[Collected data]
#[cfg(test)]
mod tests {
    use super::*;

    fn test_channel() -> Channel {
        Channel::new(1, "primary", "https://api.example.com", "openai")
            .with_region("us-east")
            .with_models(["gpt-4o", "gpt-4o-mini"])
            .with_weight(3)
    }

    #[test]
    fn test_metrics_invariant_holds() {
        let m = ChannelMetrics::default();
        m.begin_request();
        m.begin_request();
        m.record_success(Duration::from_millis(100));
        m.record_failure();

        assert_eq!(m.total_requests(), 2);
        assert_eq!(m.successful_requests(), 1);
        assert_eq!(m.failed_requests(), 1);
        assert!(m.successful_requests() + m.failed_requests() <= m.total_requests());
        assert_eq!(m.current_concurrency(), 0);
    }

    #[test]
    fn test_consecutive_failures_reset_on_success() {
        let m = ChannelMetrics::default();
        m.begin_request();
        assert_eq!(m.record_failure(), 1);
        m.begin_request();
        assert_eq!(m.record_failure(), 2);
        m.begin_request();
        m.record_success(Duration::from_millis(50));
        assert_eq!(m.consecutive_failures(), 0);
    }

    #[test]
    fn test_running_mean_latency() {
        let m = ChannelMetrics::default();
        m.begin_request();
        m.record_success(Duration::from_millis(100));
        m.begin_request();
        m.record_success(Duration::from_millis(200));

        let avg = m.avg_latency_ms();
        assert!((avg - 150.0).abs() < 1e-6, "avg was {}", avg);
    }

    #[test]
    fn test_success_rate_before_traffic_is_one() {
        let m = ChannelMetrics::default();
        assert_eq!(m.success_rate(), 1.0);
    }

    #[test]
    fn test_disabled_status_derived() {
        let ch = test_channel();
        ch.set_status(ChannelStatus::Degraded);
        assert_eq!(ch.status(), ChannelStatus::Degraded);

        ch.set_enabled(false);
        assert_eq!(ch.status(), ChannelStatus::Disabled);

        ch.set_enabled(true);
        assert_eq!(ch.status(), ChannelStatus::Degraded);
    }

    #[test]
    fn test_set_status_ignores_disabled() {
        let ch = test_channel();
        ch.set_status(ChannelStatus::Disabled);
        assert_eq!(ch.status(), ChannelStatus::Healthy);
    }

    #[test]
    fn test_supports_model_wildcard() {
        let ch = Channel::new(2, "any", "https://x", "openai").with_models(["*"]);
        assert!(ch.supports_model("gpt-4o"));
        assert!(ch.supports_model("claude-3-opus"));

        let ch = test_channel();
        assert!(ch.supports_model("gpt-4o"));
        assert!(!ch.supports_model("claude-3-opus"));
    }

    #[test]
    fn test_key_validity() {
        let mut key = ChannelKey::new("k1", "sk-test", "openai");
        assert!(key.is_valid());

        key.enabled = false;
        assert!(!key.is_valid());
        key.enabled = true;

        key.expires_at = Some(SystemTime::now() - Duration::from_secs(1));
        assert!(!key.is_valid());
        key.expires_at = None;

        key.quota_limit = Some(100);
        key.current_usage = 99;
        assert!(key.is_valid());
        key.current_usage = 100;
        assert!(!key.is_valid());
    }

    #[test]
    fn test_abilities_latest_version_wins() {
        let ch = test_channel();
        ch.register_abilities(ChannelAbilities {
            version: "2024-01".into(),
            vision: false,
            ..ChannelAbilities::default()
        });
        ch.register_abilities(ChannelAbilities {
            version: "2024-06".into(),
            vision: true,
            ..ChannelAbilities::default()
        });

        assert!(ch.abilities().vision);
        assert_eq!(ch.abilities().version, "2024-06");
        let older = ch.abilities_for("2024-01").expect("registered version");
        assert!(!older.vision);
    }

    #[test]
    fn test_filter_matching() {
        let ch = test_channel();

        assert!(ChannelFilter::enabled().with_type("openai").matches(&ch));
        assert!(!ChannelFilter::enabled().with_type("anthropic").matches(&ch));
        assert!(ChannelFilter::enabled().with_model("gpt-4o").matches(&ch));
        assert!(!ChannelFilter::enabled().with_model("claude-3").matches(&ch));
        assert!(ChannelFilter::enabled().with_region("us-east").matches(&ch));
        assert!(!ChannelFilter::enabled().with_region("eu-west").matches(&ch));

        ch.set_enabled(false);
        assert!(!ChannelFilter::enabled().matches(&ch));
        // Without only_enabled the disabled channel still matches.
        assert!(ChannelFilter::default().matches(&ch));
    }

    #[test]
    fn test_filter_min_availability() {
        let ch = test_channel();
        ch.metrics.begin_request();
        ch.metrics.begin_request();
        ch.metrics.record_success(Duration::from_millis(10));
        ch.metrics.record_failure();

        // Success rate is 0.5.
        assert!(ChannelFilter::enabled().with_min_availability(0.5).matches(&ch));
        assert!(!ChannelFilter::enabled().with_min_availability(0.9).matches(&ch));
    }

    #[test]
    fn test_weight_floor() {
        let ch = test_channel();
        ch.set_weight(0);
        assert_eq!(ch.weight(), 1);
    }
}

◆ What this task involves: Return all of the entries exactly as they were supplied.

◆ Response to this exercise:
#[cfg(test)]
mod tests {
    use super::*;

    fn test_channel() -> Channel {
        Channel::new(1, "primary", "https://api.example.com", "openai")
            .with_region("us-east")
            .with_models(["gpt-4o", "gpt-4o-mini"])
            .with_weight(3)
    }

    #[test]
    fn test_metrics_invariant_holds() {
        let m = ChannelMetrics::default();
        m.begin_request();
        m.begin_request();
        m.record_success(Duration::from_millis(100));
        m.record_failure();

        assert_eq!(m.total_requests(), 2);
        assert_eq!(m.successful_requests(), 1);
        assert_eq!(m.failed_requests(), 1);
        assert!(m.successful_requests() + m.failed_requests() <= m.total_requests());
        assert_eq!(m.current_concurrency(), 0);
    }

    #[test]
    fn test_consecutive_failures_reset_on_success() {
        let m = ChannelMetrics::default();
        m.begin_request();
        assert_eq!(m.record_failure(), 1);
        m.begin_request();
        assert_eq!(m.record_failure(), 2);
        m.begin_request();
        m.record_success(Duration::from_millis(50));
        assert_eq!(m.consecutive_failures(), 0);
    }

    #[test]
    fn test_running_mean_latency() {
        let m = ChannelMetrics::default();
        m.begin_request();
        m.record_success(Duration::from_millis(100));
        m.begin_request();
        m.record_success(Duration::from_millis(200));

        let avg = m.avg_latency_ms();
        assert!((avg - 150.0).abs() < 1e-6, "avg was {}", avg);
    }

    #[test]
    fn test_success_rate_before_traffic_is_one() {
        let m = ChannelMetrics::default();
        assert_eq!(m.success_rate(), 1.0);
    }

    #[test]
    fn test_disabled_status_derived() {
        let ch = test_channel();
        ch.set_status(ChannelStatus::Degraded);
        assert_eq!(ch.status(), ChannelStatus::Degraded);

        ch.set_enabled(false);
        assert_eq!(ch.status(), ChannelStatus::Disabled);

        ch.set_enabled(true);
        assert_eq!(ch.status(), ChannelStatus::Degraded);
    }

    #[test]
    fn test_set_status_ignores_disabled() {
        let ch = test_channel();
        ch.set_status(ChannelStatus::Disabled);
        assert_eq!(ch.status(), ChannelStatus::Healthy);
    }

    #[test]
    fn test_supports_model_wildcard() {
        let ch = Channel::new(2, "any", "https://x", "openai").with_models(["*"]);
        assert!(ch.supports_model("gpt-4o"));
        assert!(ch.supports_model("claude-3-opus"));

        let ch = test_channel();
        assert!(ch.supports_model("gpt-4o"));
        assert!(!ch.supports_model("claude-3-opus"));
    }

    #[test]
    fn test_key_validity() {
        let mut key = ChannelKey::new("k1", "sk-test", "openai");
        assert!(key.is_valid());

        key.enabled = false;
        assert!(!key.is_valid());
        key.enabled = true;

        key.expires_at = Some(SystemTime::now() - Duration::from_secs(1));
        assert!(!key.is_valid());
        key.expires_at = None;

        key.quota_limit = Some(100);
        key.current_usage = 99;
        assert!(key.is_valid());
        key.current_usage = 100;
        assert!(!key.is_valid());
    }

    #[test]
    fn test_abilities_latest_version_wins() {
        let ch = test_channel();
        ch.register_abilities(ChannelAbilities {
            version: "2024-01".into(),
            vision: false,
            ..ChannelAbilities::default()
        });
        ch.register_abilities(ChannelAbilities {
            version: "2024-06".into(),
            vision: true,
            ..ChannelAbilities::default()
        });

        assert!(ch.abilities().vision);
        assert_eq!(ch.abilities().version, "2024-06");
        let older = ch.abilities_for("2024-01").expect("registered version");
        assert!(!older.vision);
    }

    #[test]
    fn test_filter_matching() {
        let ch = test_channel();

        assert!(ChannelFilter::enabled().with_type("openai").matches(&ch));
        assert!(!ChannelFilter::enabled().with_type("anthropic").matches(&ch));
        assert!(ChannelFilter::enabled().with_model("gpt-4o").matches(&ch));
        assert!(!ChannelFilter::enabled().with_model("claude-3").matches(&ch));
        assert!(ChannelFilter::enabled().with_region("us-east").matches(&ch));
        assert!(!ChannelFilter::enabled().with_region("eu-west").matches(&ch));

        ch.set_enabled(false);
        assert!(!ChannelFilter::enabled().matches(&ch));
        // Without only_enabled the disabled channel still matches.
        assert!(ChannelFilter::default().matches(&ch));
    }

    #[test]
    fn test_filter_min_availability() {
        let ch = test_channel();
        ch.metrics.begin_request();
        ch.metrics.begin_request();
        ch.metrics.record_success(Duration::from_millis(10));
        ch.metrics.record_failure();

        // Success rate is 0.5.
        assert!(ChannelFilter::enabled().with_min_availability(0.5).matches(&ch));
        assert!(!ChannelFilter::enabled().with_min_availability(0.9).matches(&ch));
    }

    #[test]
    fn test_weight_floor() {
        let ch = test_channel();
        ch.set_weight(0);
        assert_eq!(ch.weight(), 1);
    }
}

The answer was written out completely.